#![allow(dead_code)]

use async_trait::async_trait;
use rabbitmq_requeue::{Acknowledger, BoxError, Incoming, Message, MessageStream, Publisher, Subscriber};
use std::sync::{Arc, Mutex};
use tokio::sync::mpsc;

/// Publisher that records every call and can be told to fail.
#[derive(Default)]
pub struct RecordingPublisher {
    published: Mutex<Vec<(String, Message)>>,
    failure: Mutex<Option<String>>,
}

impl RecordingPublisher {
    pub fn new() -> Arc<Self> {
        Arc::new(Self::default())
    }

    pub fn failing(reason: &str) -> Arc<Self> {
        let publisher = Self::default();
        *publisher.failure.lock().unwrap() = Some(reason.to_string());
        Arc::new(publisher)
    }

    pub fn published(&self) -> Vec<(String, Message)> {
        self.published.lock().unwrap().clone()
    }

    pub fn publish_count(&self) -> usize {
        self.published.lock().unwrap().len()
    }
}

#[async_trait]
impl Publisher for RecordingPublisher {
    async fn publish(&self, topic: &str, message: &Message) -> Result<(), BoxError> {
        if let Some(reason) = self.failure.lock().unwrap().clone() {
            return Err(reason.into());
        }
        self.published
            .lock()
            .unwrap()
            .push((topic.to_string(), message.clone()));
        Ok(())
    }
}

/// Subscriber fed through a channel. Dropping the sender ends the stream.
pub struct ChannelSubscriber {
    receiver: Mutex<Option<mpsc::UnboundedReceiver<Result<Incoming, BoxError>>>>,
    topics: Mutex<Vec<String>>,
}

impl ChannelSubscriber {
    pub fn new() -> (Arc<Self>, mpsc::UnboundedSender<Result<Incoming, BoxError>>) {
        let (sender, receiver) = mpsc::unbounded_channel();
        let subscriber = Self {
            receiver: Mutex::new(Some(receiver)),
            topics: Mutex::new(Vec::new()),
        };
        (Arc::new(subscriber), sender)
    }

    pub fn subscribed_topics(&self) -> Vec<String> {
        self.topics.lock().unwrap().clone()
    }
}

#[async_trait]
impl Subscriber for ChannelSubscriber {
    async fn subscribe(&self, topic: &str) -> Result<MessageStream, BoxError> {
        self.topics.lock().unwrap().push(topic.to_string());
        let receiver = self
            .receiver
            .lock()
            .unwrap()
            .take()
            .ok_or("already subscribed")?;

        let stream = futures_util::stream::unfold(receiver, |mut receiver| async move {
            receiver.recv().await.map(|item| (item, receiver))
        });
        Ok(Box::pin(stream))
    }
}

/// Subscriber whose `subscribe` always fails.
pub struct BrokenSubscriber;

#[async_trait]
impl Subscriber for BrokenSubscriber {
    async fn subscribe(&self, _topic: &str) -> Result<MessageStream, BoxError> {
        Err("connection refused".into())
    }
}

#[derive(Debug, Clone, Copy, PartialEq, Eq)]
pub enum Settlement {
    Ack,
    Nack,
}

/// Shared log of how each message (by uuid) was settled.
pub type Settlements = Arc<Mutex<Vec<(String, Settlement)>>>;

pub struct RecordingAcknowledger {
    uuid: String,
    settlements: Settlements,
}

#[async_trait]
impl Acknowledger for RecordingAcknowledger {
    async fn ack(&self) -> Result<(), BoxError> {
        self.settlements
            .lock()
            .unwrap()
            .push((self.uuid.clone(), Settlement::Ack));
        Ok(())
    }

    async fn nack(&self) -> Result<(), BoxError> {
        self.settlements
            .lock()
            .unwrap()
            .push((self.uuid.clone(), Settlement::Nack));
        Ok(())
    }
}

pub fn incoming(message: Message, settlements: &Settlements) -> Incoming {
    let acknowledger = RecordingAcknowledger {
        uuid: message.uuid.clone(),
        settlements: settlements.clone(),
    };
    Incoming::new(message, acknowledger)
}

» **Work task**
Copy each line of the entries that includes the word "BoxError".

» **Reply to the task**
use rabbitmq_requeue::{Acknowledger, BoxError, Incoming, Message, MessageStream, Publisher, Subscriber};
    async fn publish(&self, topic: &str, message: &Message) -> Result<(), BoxError> {
    receiver: Mutex<Option<mpsc::UnboundedReceiver<Result<Incoming, BoxError>>>>,
    pub fn new() -> (Arc<Self>, mpsc::UnboundedSender<Result<Incoming, BoxError>>) {
    async fn subscribe(&self, topic: &str) -> Result<MessageStream, BoxError> {
    async fn subscribe(&self, _topic: &str) -> Result<MessageStream, BoxError> {
    async fn ack(&self) -> Result<(), BoxError> {
    async fn nack(&self) -> Result<(), BoxError> {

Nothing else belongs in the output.